+++ Source material

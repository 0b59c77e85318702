// Copyright 2025 Wavebench Contributors
// SPDX-License-Identifier: Apache-2.0

//! Orthogonal Daubechies filter banks.
//!
//! Filters follow the usual layout: `rec_lo` holds the scaling coefficients,
//! `dec_lo` is its reverse, and the high-pass pair is derived by the
//! quadrature-mirror relation. `db2` and `db3` are computed from their
//! closed forms; `db4` has none and is tabulated.

use crate::error::{Error, Result};
use std::f64::consts::SQRT_2;

/// Wavelet ids accepted by [`Wavelet::from_name`].
pub const SUPPORTED: &[&str] = &["haar", "db1", "db2", "db3", "db4"];

/// Scaling coefficients of `db4`.
const DB4_SCALING: [f64; 8] = [
    0.230_377_813_308_855_23,
    0.714_846_570_552_541_5,
    0.630_880_767_929_590_4,
    -0.027_983_769_416_983_85,
    -0.187_034_811_718_881_14,
    0.030_841_381_835_986_965,
    0.032_883_011_666_982_945,
    -0.010_597_401_784_997_278,
];

/// A two-channel orthogonal filter bank.
#[derive(Debug, Clone, PartialEq)]
pub struct Wavelet {
    name: String,
    dec_lo: Vec<f64>,
    dec_hi: Vec<f64>,
    rec_lo: Vec<f64>,
    rec_hi: Vec<f64>,
}

impl Wavelet {
    /// Look up a filter bank by id (`haar`, `db1` .. `db4`).
    pub fn from_name(name: &str) -> Result<Self> {
        let scaling = match name {
            "haar" | "db1" => vec![1.0 / SQRT_2, 1.0 / SQRT_2],
            "db2" => db2_scaling().to_vec(),
            "db3" => db3_scaling().to_vec(),
            "db4" => DB4_SCALING.to_vec(),
            other => return Err(Error::UnknownWavelet(other.to_string())),
        };
        Ok(Self::from_scaling(name, scaling))
    }

    /// Build the four filters from scaling coefficients.
    fn from_scaling(name: &str, rec_lo: Vec<f64>) -> Self {
        let len = rec_lo.len();
        let dec_lo: Vec<f64> = rec_lo.iter().rev().copied().collect();
        let dec_hi: Vec<f64> = (0..len)
            .map(|j| {
                let sign = if j % 2 == 0 { -1.0 } else { 1.0 };
                sign * dec_lo[len - 1 - j]
            })
            .collect();
        let rec_hi: Vec<f64> = dec_hi.iter().rev().copied().collect();

        Self {
            name: name.to_string(),
            dec_lo,
            dec_hi,
            rec_lo,
            rec_hi,
        }
    }

    /// Wavelet id this bank was created from.
    pub fn name(&self) -> &str {
        &self.name
    }

    /// Number of taps in every filter.
    pub fn filter_len(&self) -> usize {
        self.dec_lo.len()
    }

    /// Decomposition low-pass filter.
    pub fn dec_lo(&self) -> &[f64] {
        &self.dec_lo
    }

    /// Decomposition high-pass filter.
    pub fn dec_hi(&self) -> &[f64] {
        &self.dec_hi
    }

    /// Reconstruction low-pass filter.
    pub fn rec_lo(&self) -> &[f64] {
        &self.rec_lo
    }

    /// Reconstruction high-pass filter.
    pub fn rec_hi(&self) -> &[f64] {
        &self.rec_hi
    }
}

fn db2_scaling() -> [f64; 4] {
    let s3 = 3.0_f64.sqrt();
    let norm = 4.0 * SQRT_2;
    [
        (1.0 + s3) / norm,
        (3.0 + s3) / norm,
        (3.0 - s3) / norm,
        (1.0 - s3) / norm,
    ]
}

fn db3_scaling() -> [f64; 6] {
    let s10 = 10.0_f64.sqrt();
    let r = (5.0 + 2.0 * s10).sqrt();
    let norm = 16.0 * SQRT_2;
    [
        (1.0 + s10 + r) / norm,
        (5.0 + s10 + 3.0 * r) / norm,
        (10.0 - 2.0 * s10 + 2.0 * r) / norm,
        (10.0 - 2.0 * s10 - 2.0 * r) / norm,
        (5.0 + s10 - 3.0 * r) / norm,
        (1.0 + s10 - r) / norm,
    ]
}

++++++

Could you copy exactly the lines from the first line of the records above through the line containing "and is tabulated.", both included, and nothing else?

repository 0b59c77e85318702
// Copyright 2025 Wavebench Contributors
// SPDX-License-Identifier: Apache-2.0

//! Orthogonal Daubechies filter banks.
//!
//! Filters follow the usual layout: `rec_lo` holds the scaling coefficients,
//! `dec_lo` is its reverse, and the high-pass pair is derived by the
//! quadrature-mirror relation. `db2` and `db3` are computed from their
//! closed forms; `db4` has none and is tabulated.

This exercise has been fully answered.